Exercise directions.
Each line must appear in the answer exactly as it does in the data.

Records for this task: Begin

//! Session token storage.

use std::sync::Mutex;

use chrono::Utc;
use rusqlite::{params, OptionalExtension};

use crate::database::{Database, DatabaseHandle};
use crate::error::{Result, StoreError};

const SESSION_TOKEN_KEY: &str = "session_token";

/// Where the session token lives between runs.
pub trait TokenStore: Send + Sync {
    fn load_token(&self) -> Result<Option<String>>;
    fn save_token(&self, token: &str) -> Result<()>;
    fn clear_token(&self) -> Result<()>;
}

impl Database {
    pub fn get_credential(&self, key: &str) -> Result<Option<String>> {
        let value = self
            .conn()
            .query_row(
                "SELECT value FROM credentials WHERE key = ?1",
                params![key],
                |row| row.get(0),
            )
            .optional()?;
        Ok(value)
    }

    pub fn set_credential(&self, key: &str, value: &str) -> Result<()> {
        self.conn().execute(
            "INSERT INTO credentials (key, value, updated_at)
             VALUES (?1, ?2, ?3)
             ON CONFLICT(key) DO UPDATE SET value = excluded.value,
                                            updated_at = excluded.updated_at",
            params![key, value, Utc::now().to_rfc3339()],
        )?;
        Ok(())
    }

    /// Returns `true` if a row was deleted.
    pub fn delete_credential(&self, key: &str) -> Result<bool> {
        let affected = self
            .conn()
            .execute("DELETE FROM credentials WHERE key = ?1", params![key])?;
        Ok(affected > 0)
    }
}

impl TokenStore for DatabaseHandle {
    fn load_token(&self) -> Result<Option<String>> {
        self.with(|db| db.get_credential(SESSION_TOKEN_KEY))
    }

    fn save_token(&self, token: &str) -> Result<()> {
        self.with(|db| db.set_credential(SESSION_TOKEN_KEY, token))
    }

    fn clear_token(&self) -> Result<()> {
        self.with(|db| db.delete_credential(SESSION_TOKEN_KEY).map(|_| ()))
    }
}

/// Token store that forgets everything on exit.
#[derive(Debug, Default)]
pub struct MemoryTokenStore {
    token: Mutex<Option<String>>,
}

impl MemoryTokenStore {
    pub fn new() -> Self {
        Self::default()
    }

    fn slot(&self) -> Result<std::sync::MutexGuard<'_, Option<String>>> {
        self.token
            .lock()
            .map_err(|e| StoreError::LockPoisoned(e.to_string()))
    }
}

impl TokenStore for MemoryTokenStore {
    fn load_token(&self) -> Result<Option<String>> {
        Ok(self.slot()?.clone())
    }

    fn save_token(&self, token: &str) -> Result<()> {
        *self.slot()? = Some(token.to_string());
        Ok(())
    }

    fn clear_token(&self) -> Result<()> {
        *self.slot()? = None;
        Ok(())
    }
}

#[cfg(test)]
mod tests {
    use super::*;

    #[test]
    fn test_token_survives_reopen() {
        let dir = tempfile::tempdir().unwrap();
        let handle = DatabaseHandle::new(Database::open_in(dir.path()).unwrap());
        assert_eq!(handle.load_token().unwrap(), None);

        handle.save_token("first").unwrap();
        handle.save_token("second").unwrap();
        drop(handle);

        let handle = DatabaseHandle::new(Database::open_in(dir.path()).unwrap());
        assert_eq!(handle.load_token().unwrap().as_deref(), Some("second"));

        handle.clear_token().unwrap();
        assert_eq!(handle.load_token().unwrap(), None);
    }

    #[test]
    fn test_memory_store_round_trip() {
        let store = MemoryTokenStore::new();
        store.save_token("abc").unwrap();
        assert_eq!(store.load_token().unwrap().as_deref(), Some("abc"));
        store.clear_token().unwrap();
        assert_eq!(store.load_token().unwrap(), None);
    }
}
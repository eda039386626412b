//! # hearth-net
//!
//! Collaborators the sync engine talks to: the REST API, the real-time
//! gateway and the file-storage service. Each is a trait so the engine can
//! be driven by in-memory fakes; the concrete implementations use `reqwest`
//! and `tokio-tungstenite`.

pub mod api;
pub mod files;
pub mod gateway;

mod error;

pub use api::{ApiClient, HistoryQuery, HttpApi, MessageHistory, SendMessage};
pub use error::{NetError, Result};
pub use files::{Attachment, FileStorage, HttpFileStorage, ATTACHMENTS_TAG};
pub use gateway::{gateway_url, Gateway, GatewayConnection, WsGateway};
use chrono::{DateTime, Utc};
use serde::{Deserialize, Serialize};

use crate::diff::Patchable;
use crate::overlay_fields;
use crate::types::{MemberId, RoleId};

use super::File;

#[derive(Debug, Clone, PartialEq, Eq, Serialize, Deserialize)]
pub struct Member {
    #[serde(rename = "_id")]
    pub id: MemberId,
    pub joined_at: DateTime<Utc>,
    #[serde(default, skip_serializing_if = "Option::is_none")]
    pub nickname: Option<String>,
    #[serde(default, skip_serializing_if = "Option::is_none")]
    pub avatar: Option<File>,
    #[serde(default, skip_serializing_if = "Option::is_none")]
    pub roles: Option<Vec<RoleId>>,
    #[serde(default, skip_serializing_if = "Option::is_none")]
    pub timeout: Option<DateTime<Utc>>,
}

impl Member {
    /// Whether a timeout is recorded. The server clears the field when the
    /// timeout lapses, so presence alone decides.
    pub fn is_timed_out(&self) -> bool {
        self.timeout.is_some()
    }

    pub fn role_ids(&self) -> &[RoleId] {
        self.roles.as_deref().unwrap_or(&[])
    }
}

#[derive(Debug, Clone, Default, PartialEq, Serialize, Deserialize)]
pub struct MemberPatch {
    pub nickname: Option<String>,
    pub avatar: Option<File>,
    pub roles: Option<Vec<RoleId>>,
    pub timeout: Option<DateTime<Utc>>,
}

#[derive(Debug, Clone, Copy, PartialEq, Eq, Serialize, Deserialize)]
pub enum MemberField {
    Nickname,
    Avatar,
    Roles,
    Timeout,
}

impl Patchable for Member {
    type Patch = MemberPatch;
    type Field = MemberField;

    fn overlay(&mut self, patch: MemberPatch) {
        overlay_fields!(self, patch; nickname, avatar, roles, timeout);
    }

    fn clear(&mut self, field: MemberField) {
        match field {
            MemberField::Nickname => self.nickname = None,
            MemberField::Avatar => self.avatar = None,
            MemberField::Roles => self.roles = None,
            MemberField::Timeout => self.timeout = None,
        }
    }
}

Records for this task: End

Answer to this task.
//! Session token storage.

use std::sync::Mutex;

use chrono::Utc;
use rusqlite::{params, OptionalExtension};

use crate::database::{Database, DatabaseHandle};
use crate::error::{Result, StoreError};

const SESSION_TOKEN_KEY: &str = "session_token";

/// Where the session token lives between runs.
pub trait TokenStore: Send + Sync {
    fn load_token(&self) -> Result<Option<String>>;
    fn save_token(&self, token: &str) -> Result<()>;
    fn clear_token(&self) -> Result<()>;
}

impl Database {
    pub fn get_credential(&self, key: &str) -> Result<Option<String>> {
        let value = self
            .conn()
            .query_row(
                "SELECT value FROM credentials WHERE key = ?1",
                params![key],
                |row| row.get(0),
            )
            .optional()?;
        Ok(value)
    }

    pub fn set_credential(&self, key: &str, value: &str) -> Result<()> {
        self.conn().execute(
            "INSERT INTO credentials (key, value, updated_at)
             VALUES (?1, ?2, ?3)
             ON CONFLICT(key) DO UPDATE SET value = excluded.value,
                                            updated_at = excluded.updated_at",
            params![key, value, Utc::now().to_rfc3339()],
        )?;
        Ok(())
    }

    /// Returns `true` if a row was deleted.
    pub fn delete_credential(&self, key: &str) -> Result<bool> {
        let affected = self
            .conn()
            .execute("DELETE FROM credentials WHERE key = ?1", params![key])?;
        Ok(affected > 0)
    }
}

impl TokenStore for DatabaseHandle {
    fn load_token(&self) -> Result<Option<String>> {
        self.with(|db| db.get_credential(SESSION_TOKEN_KEY))
    }

    fn save_token(&self, token: &str) -> Result<()> {
        self.with(|db| db.set_credential(SESSION_TOKEN_KEY, token))
    }

    fn clear_token(&self) -> Result<()> {
        self.with(|db| db.delete_credential(SESSION_TOKEN_KEY).map(|_| ()))
    }
}

/// Token store that forgets everything on exit.
#[derive(Debug, Default)]
pub struct MemoryTokenStore {
    token: Mutex<Option<String>>,
}

impl MemoryTokenStore {
    pub fn new() -> Self {
        Self::default()
    }

    fn slot(&self) -> Result<std::sync::MutexGuard<'_, Option<String>>> {
        self.token
            .lock()
            .map_err(|e| StoreError::LockPoisoned(e.to_string()))
    }
}

impl TokenStore for MemoryTokenStore {
    fn load_token(&self) -> Result<Option<String>> {
        Ok(self.slot()?.clone())
    }

    fn save_token(&self, token: &str) -> Result<()> {
        *self.slot()? = Some(token.to_string());
        Ok(())
    }

    fn clear_token(&self) -> Result<()> {
        *self.slot()? = None;
        Ok(())
    }
}

#[cfg(test)]
mod tests {
    use super::*;

    #[test]
    fn test_token_survives_reopen() {
        let dir = tempfile::tempdir().unwrap();
        let handle = DatabaseHandle::new(Database::open_in(dir.path()).unwrap());
        assert_eq!(handle.load_token().unwrap(), None);

        handle.save_token("first").unwrap();
        handle.save_token("second").unwrap();
        drop(handle);

        let handle = DatabaseHandle::new(Database::open_in(dir.path()).unwrap());
        assert_eq!(handle.load_token().unwrap().as_deref(), Some("second"));

        handle.clear_token().unwrap();
        assert_eq!(handle.load_token().unwrap(), None);
    }

    #[test]
    fn test_memory_store_round_trip() {
        let store = MemoryTokenStore::new();
        store.save_token("abc").unwrap();
        assert_eq!(store.load_token().unwrap().as_deref(), Some("abc"));
        store.clear_token().unwrap();
        assert_eq!(store.load_token().unwrap(), None);
    }
}
repository eda039386626412b
//! # hearth-net
//!
//! Collaborators the sync engine talks to: the REST API, the real-time
//! gateway and the file-storage service. Each is a trait so the engine can
//! be driven by in-memory fakes; the concrete implementations use `reqwest`
//! and `tokio-tungstenite`.

pub mod api;
pub mod files;
pub mod gateway;

mod error;

pub use api::{ApiClient, HistoryQuery, HttpApi, MessageHistory, SendMessage};
pub use error::{NetError, Result};
pub use files::{Attachment, FileStorage, HttpFileStorage, ATTACHMENTS_TAG};
pub use gateway::{gateway_url, Gateway, GatewayConnection, WsGateway};
use chrono::{DateTime, Utc};
use serde::{Deserialize, Serialize};

use crate::diff::Patchable;
use crate::overlay_fields;
use crate::types::{MemberId, RoleId};

use super::File;

#[derive(Debug, Clone, PartialEq, Eq, Serialize, Deserialize)]
pub struct Member {
    #[serde(rename = "_id")]
    pub id: MemberId,
    pub joined_at: DateTime<Utc>,
    #[serde(default, skip_serializing_if = "Option::is_none")]
    pub nickname: Option<String>,
    #[serde(default, skip_serializing_if = "Option::is_none")]
    pub avatar: Option<File>,
    #[serde(default, skip_serializing_if = "Option::is_none")]
    pub roles: Option<Vec<RoleId>>,
    #[serde(default, skip_serializing_if = "Option::is_none")]
    pub timeout: Option<DateTime<Utc>>,
}

impl Member {
    /// Whether a timeout is recorded. The server clears the field when the
    /// timeout lapses, so presence alone decides.
    pub fn is_timed_out(&self) -> bool {
        self.timeout.is_some()
    }

    pub fn role_ids(&self) -> &[RoleId] {
        self.roles.as_deref().unwrap_or(&[])
    }
}

#[derive(Debug, Clone, Default, PartialEq, Serialize, Deserialize)]
pub struct MemberPatch {
    pub nickname: Option<String>,
    pub avatar: Option<File>,
    pub roles: Option<Vec<RoleId>>,
    pub timeout: Option<DateTime<Utc>>,
}

#[derive(Debug, Clone, Copy, PartialEq, Eq, Serialize, Deserialize)]
pub enum MemberField {
    Nickname,
    Avatar,
    Roles,
    Timeout,
}

impl Patchable for Member {
    type Patch = MemberPatch;
    type Field = MemberField;

    fn overlay(&mut self, patch: MemberPatch) {
        overlay_fields!(self, patch; nickname, avatar, roles, timeout);
    }

    fn clear(&mut self, field: MemberField) {
        match field {
            MemberField::Nickname => self.nickname = None,
            MemberField::Avatar => self.avatar = None,
            MemberField::Roles => self.roles = None,
            MemberField::Timeout => self.timeout = None,
        }
    }
}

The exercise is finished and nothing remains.